The result was a nearly square building, 100 x 125 feet, with an interior wash bay. Outside the shop, the building's footprint includes a 35- x 150-foot lean-to. Along the exterior of the back wall is a 50- x 125-foot, three-sided storage maintenance space (with an open face). The outside spaces are highly useful maintenance areas but at substantially less cost per square foot than the main building.
"The square design is purposely functional. It is easy space to move equipment around," Patterson says. A 16- x 42-foot-wide Schweiss bifold door, along with two additional overhead doors, gives the shop an ideal traffic pattern (the ability to move equipment through it without having to move equipment torn down for repair). "I thought we would rarely use [the bifold door], but it turned out to be one of the best things we did. We use it all the time."
Here are the three design elements of note, each key to Patterson's shop.
WORKSPACE
At 12,500 square feet of covered and conditioned space, plus nearly as much additional covered space outside, the shop spaces offer great flexibility in servicing and maintaining equipment.
-- The shop's concrete floor is finished with a hardened enamel compound that makes for quick cleanups and is resistant to stains and the friction created by heavy wheel traffic.

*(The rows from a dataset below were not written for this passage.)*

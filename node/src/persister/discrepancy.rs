//! A module which contains our discrepancy evaluation and resolution logic
//! between Google and Lexe VFS files. It'll be replaced once we switch to VSS.

use std::{
    collections::{HashMap, HashSet},
    time::SystemTime,
};

use anyhow::Context;
use common::{
    aes::AesMasterKey,
    api::{
        auth::BearerAuthenticator,
        vfs::{VfsFile, VfsFileId},
    },
    Secret,
};
use gdrive::GoogleVfs;
use lexe_ln::persister;
use tracing::{debug, error, info, warn};

use crate::api::BackendApiClient;

/// A [`VfsFile`] discrepancy between Google and Lexe which should be resolved.
struct VfsFileDiscrepancy<'a> {
    /// The kind of action that should be taken to resolve this discrepancy.
    action: ResolutionAction,
    /// The "correct" [`VfsFile`]. Other versions should be updated to this.
    correct_file: &'a VfsFile,
}

#[derive(Debug)]
enum ResolutionAction {
    /// Both Google and Lexe contained the file.
    /// Lexe's version should be updated to Google's version.
    UpdateLexeVersion,
    /// Lexe didn't have the file; it should be restored from Google's version.
    CreateLexeFile,
    /// Google didn't have the file; it should be restored from Lexe's version.
    CreateGoogleFile,
}

impl<'a> VfsFileDiscrepancy<'a> {
    /// Resolves the discrepancy by creating or updating as required.
    pub(super) async fn resolve(
        &self,
        backend_api: &(dyn BackendApiClient + Send + Sync),
        authenticator: &BearerAuthenticator,
        gvfs: &GoogleVfs,
    ) -> anyhow::Result<()> {
        let kind = &self.action;
        let file_id = &self.correct_file.id;
        info!(?kind, %file_id, "Resolving discrepancy");

        let resolve_future = async {
            match self.action {
                ResolutionAction::UpdateLexeVersion => {
                    let token = authenticator
                        .get_token(backend_api, SystemTime::now())
                        .await
                        .context("Could not get auth token")?;
                    backend_api
                        .upsert_file(self.correct_file, token)
                        .await
                        .context("Failed to update Lexe's version")?;
                }
                ResolutionAction::CreateLexeFile => {
                    let token = authenticator
                        .get_token(backend_api, SystemTime::now())
                        .await
                        .context("Could not get auth token")?;
                    backend_api
                        .create_file(self.correct_file, token)
                        .await
                        .context("Failed to restore Lexe's version")?;
                }
                ResolutionAction::CreateGoogleFile => {
                    gvfs.create_file(self.correct_file.clone())
                        .await
                        .context("Failed to restore Google's version")?;
                }
            }

            anyhow::Ok(())
        };

        resolve_future
            .await
            .inspect(|()| info!(?kind, %file_id, "Discrepancy resolved."))
            .with_context(|| format!("{kind:?} {file_id}",))
            .context("Failed to resolve discrepancy")
    }
}

/// Given the [`Option<VfsFile>`]s for the channel manager returned to us by
/// both Google and Lexe, get the decrypted channel manager plaintext bytes.
///
/// - If the files are the same, we decrypt either one and return the bytes.
/// - If the files are different, or one exists and the other doesn't, we'll
///   reason about likely scenarios and resolve the discrepancy accordingly.
/// - If no files were returned, we return [`None`].
///
/// NOTE: Passing [`None`] for a file MUST indicate that an API call to the data
/// store succeeded and positively confirms that that file does not exist.
pub(super) async fn evaluate_and_resolve_channel_manager(
    backend_api: &(dyn BackendApiClient + Send + Sync),
    authenticator: &BearerAuthenticator,
    vfs_master_key: &AesMasterKey,
    gvfs: &GoogleVfs,
    file_id: &VfsFileId,
    maybe_google_file: Option<VfsFile>,
    maybe_lexe_file: Option<VfsFile>,
) -> anyhow::Result<Option<Secret<Vec<u8>>>> {
    if maybe_google_file == maybe_lexe_file {
        // Encrypted files match, therefore the contents match.
        // Proceed to decrypt either one of them.
        // Note that both managers being None is an accepted case.
        return maybe_google_file
            .map(|file| {
                persister::decrypt_file(vfs_master_key, file_id, file)
                    .map(Secret::new)
                    .context("Decryption failed")
            })
            .transpose();
    }
    // Uh oh! There was a discrepancy between Google and Lexe.
    // We'll have to do extra work to fix it.

    // Decrypt the VFS files, thereby validating and authenticating them. We
    // clone before decryption so that we don't have to re-encrypt the files
    // later when we fix the discrepancy.
    let maybe_google_bytes = maybe_google_file
        .clone()
        .map(|file| {
            persister::decrypt_file(vfs_master_key, file_id, file)
                .map(Secret::new)
                .context("Failed to decrypt file from Google")
        })
        .transpose()?;
    let maybe_lexe_bytes = maybe_lexe_file
        .clone()
        .map(|file| {
            persister::decrypt_file(vfs_master_key, file_id, file)
                .map(Secret::new)
                .context("Failed to decrypt file from Lexe")
        })
        .transpose()?;

    // Evaluate and determine how we will fix the discrepancy.
    let discrepancy = match (&maybe_google_file, &maybe_lexe_file) {
        (Some(google_file), Some(_lexe_file)) => {
            // The file was found in both GDrive and in Lexe's DB, but they
            // were different. This could happen if a channel manager
            // persist has a partial failure, updating one copy but not the
            // other. GDrive offers rollback protection, so it is the
            // primary source of truth. Update Lexe with the Google version.
            warn!("Google-Lexe manager mismatch");
            VfsFileDiscrepancy {
                action: ResolutionAction::UpdateLexeVersion,
                correct_file: google_file,
            }
        }
        (Some(google_file), None) => {
            // The channel manager was found in GDrive but not in Lexe's DB.
            // This should basically never happen unless (1) Lexe somehow
            // lost their data or (2) the user requested to delete their
            // account but somehow added the data back to their My Drive.
            // Let's make some noise and copy the data into Lexe's DB.
            error!(
                "Channel manager found in gdrive but not in Lexe's DB; /
                copying to Lexe's DB"
            );
            VfsFileDiscrepancy {
                action: ResolutionAction::CreateLexeFile,
                correct_file: google_file,
            }
        }
        (None, Some(lexe_file)) => {
            // Lexe has a valid channel manager in its DB, yet none was
            // returned from a successful API call to Google.
            // In other words, the user exists but they are missing
            // *critical* information in their Google Drive.
            //
            // We assume that the user has lost their backup (by deleting
            // the LexeData dir in My Drive despite all the "DO NOT DELETE"
            // warnings to the contrary) and needs help with funds recovery.
            // At this point, the user has no choice but to use the channel
            // manager from Lexe's DB (which may have been rolled back).
            //
            // We'll make some noise then copy Lexe's channel manager back
            // into the user's Google Drive.
            error!(
                "Channel manager found in Lexe's DB but not in \
                Google Drive. The user appears to have lost their \
                backup. To prevent potential funds loss, we will \
                recover using the channel manager from Lexe's DB."
            );
            VfsFileDiscrepancy {
                action: ResolutionAction::CreateGoogleFile,
                correct_file: lexe_file,
            }
        }
        (None, None) => unreachable!("Early exit checked for equality"),
    };

    discrepancy
        .resolve(backend_api, authenticator, gvfs)
        .await
        .context("Failed to resolve channel manager discrepancy")?;

    // For security, the GDrive version always takes precedence.
    Ok(maybe_google_bytes.or(maybe_lexe_bytes))
}

/// Compares all channel monitor files returned by both Google and Lexe,
/// returning a [`Vec<VfsFile>`] considered to be the "correct" set of monitors.
///
/// If Google and Lexe returned different results, we'll reason about likely
/// scenarios in each case and resolve the discrepancies accordingly.
///
/// The logic is very similar to [`evaluate_and_resolve_channel_manager`], but
/// we should resist the urge to extract a function that abstracts over both,
/// since there are nuanced differences between them with important security
/// implications.
pub(super) async fn evaluate_and_resolve_all_monitors(
    backend_api: &(dyn BackendApiClient + Send + Sync),
    authenticator: &BearerAuthenticator,
    gvfs: &GoogleVfs,
    mut google_files: Vec<VfsFile>,
    lexe_files: Vec<VfsFile>,
) -> anyhow::Result<Vec<VfsFile>> {
    // Build a hashmap (&file_id -> &file) for both
    let google_map = google_files
        .iter()
        .map(|file| (&file.id, file))
        .collect::<HashMap<&VfsFileId, &VfsFile>>();
    let lexe_map = lexe_files
        .iter()
        .map(|file| (&file.id, file))
        .collect::<HashMap<&VfsFileId, &VfsFile>>();

    // Early exit if Google and Lexe returned the same (encrypted) data.
    if google_map == lexe_map {
        return Ok(google_files);
    }
    // Uh oh! There was a discrepancy between Google's and Lexe's versions.
    // Since GDrive has rollback protection it is the primary source
    // of truth; fix any discrepancies by updating Lexe's version.

    // A hashset of all `&VfsFileId`s.
    let all_file_ids = google_map
        .keys()
        .chain(lexe_map.keys())
        .copied()
        .collect::<HashSet<&VfsFileId>>();

    // Need these variables since we iterate over refs into the original Vecs
    let mut to_replace_in_lexe_files = HashMap::<VfsFileId, VfsFile>::new();
    let mut to_append_to_lexe_files = Vec::<VfsFile>::new();
    let mut to_append_to_google_files = Vec::<VfsFile>::new();

    // Iterate through all known file ids and fix any discrepancies.
    for file_id in all_file_ids {
        // Evaluate whether there is a discrepancy for the files at this path
        let maybe_google_monitor = google_map.get(&file_id).copied();
        let maybe_lexe_monitor = lexe_map.get(&file_id).copied();
        let maybe_discrepancy = evaluate_monitor_pair(
            file_id,
            maybe_google_monitor,
            maybe_lexe_monitor,
        );

        if let Some(discrepancy) = maybe_discrepancy {
            // Fix the discrepancy.
            discrepancy
                .resolve(backend_api, authenticator, gvfs)
                .await?;

            // Update the intermediate vars with the created / updated file.
            match discrepancy.action {
                ResolutionAction::UpdateLexeVersion => {
                    to_replace_in_lexe_files.insert(
                        file_id.clone(),
                        discrepancy.correct_file.clone(),
                    );
                }
                ResolutionAction::CreateLexeFile => to_append_to_lexe_files
                    .push(discrepancy.correct_file.clone()),
                ResolutionAction::CreateGoogleFile => to_append_to_google_files
                    .push(discrepancy.correct_file.clone()),
            }
        }
    }

    // Update the original `Vec<VfsFile>`s as needed.
    let mut lexe_files = lexe_files
        .into_iter()
        .map(|file| match to_replace_in_lexe_files.remove(&file.id) {
            Some(updated_file) => updated_file,
            None => file,
        })
        .collect::<Vec<VfsFile>>();
    lexe_files.extend(to_append_to_lexe_files);
    google_files.extend(to_append_to_google_files);

    // All discrepancies have been fixed. Return the files.
    Ok(google_files)
}

/// Given a single pair of channel monitor files returned by Google and Lexe,
/// determines whether there is a [`VfsFileDiscrepancy`] between the two.
///
/// Panics if any [`VfsFile::id`] doesn't match the given `file_id`.
fn evaluate_monitor_pair<'file>(
    file_id: &VfsFileId,
    maybe_google_monitor: Option<&'file VfsFile>,
    maybe_lexe_monitor: Option<&'file VfsFile>,
) -> Option<VfsFileDiscrepancy<'file>> {
    match (maybe_google_monitor, maybe_lexe_monitor) {
        (Some(google_file), Some(lexe_file)) => {
            // Both Google and Lexe contained the file.
            assert_eq!(file_id, &google_file.id);
            assert_eq!(file_id, &lexe_file.id);
            if google_file == lexe_file {
                debug!("Monitor pair OK: {file_id}");
                None
            } else {
                warn!("Google-Lexe monitor mismatch: {file_id}");
                // Update Lexe's version to Google's version.
                // TODO(max): We can be smarter and deserialize / decrypt both,
                // then compare the blockhash or something. But we'll probably
                // switch to VSS before that happens.
                Some(VfsFileDiscrepancy {
                    action: ResolutionAction::UpdateLexeVersion,
                    correct_file: google_file,
                })
            }
        }
        (Some(google_file), None) => {
            // Lexe didn't have the file. Copy Google's version to Lexe.
            assert_eq!(file_id, &google_file.id);
            error!("Lexe DB is missing a monitor: {file_id}");
            Some(VfsFileDiscrepancy {
                action: ResolutionAction::CreateLexeFile,
                correct_file: google_file,
            })
        }
        (None, Some(lexe_file)) => {
            // Google didn't have the file; restore from Lexe's version.
            // This case could be triggered by a deletion race where
            // deleting from Google succeeds but the node crashes before
            // it could be deleted from Lexe's DB. Since this is rare,
            // we should restore the monitor from Lexe's version in case
            // the deletion from Google was done on accident.
            // NOTE: if a malicious Lexe is intentionally trying to
            // resurface a previously-deleted monitor, that 'attack'
            // doesn't actually accomplish anything.
            assert_eq!(file_id, &lexe_file.id);
            error!("Restoring monitor from Lexe: {file_id}");
            Some(VfsFileDiscrepancy {
                action: ResolutionAction::CreateGoogleFile,
                correct_file: lexe_file,
            })
        }
        (None, None) => {
            // A weird case which probably isn't intended by the caller.
            // Let's not panic in prod if it happens though.
            warn!("Both monitors to compare are None? {file_id}");
            // Currently does nothing since this fn only runs in staging/prod.
            // Maybe that'll change one day, idk.
            debug_assert!(false);
            None
        }
    }
}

-- An inside wash bay is the result of a keen eye for design. The question, Patterson says, was how to build a wash area to accommodate his largest pieces of equipment -- semitrucks with large potato trailers, for example -- without taking up a large chunk of the shop for space that would be used intermittently. He solved the challenge this way. Space dedicated to the wash bay is 40 x 50 feet, or 2,000 square feet. "But, with a lot of our equipment, that is not quite big enough," Patterson says. "So, we put a 16- x 30-foot overhead door in the back of the wash bay. With that door open, we can pull the bigger machinery all the way into the shop and close the outside door." With that back door open, the wash bay temporarily extends back another 50 feet into the shop's interior. It is smart, flexible use of space, while the bay also gives Patterson's crew another warm, enclosed maintenance space in winter to wash, paint and detail equipment.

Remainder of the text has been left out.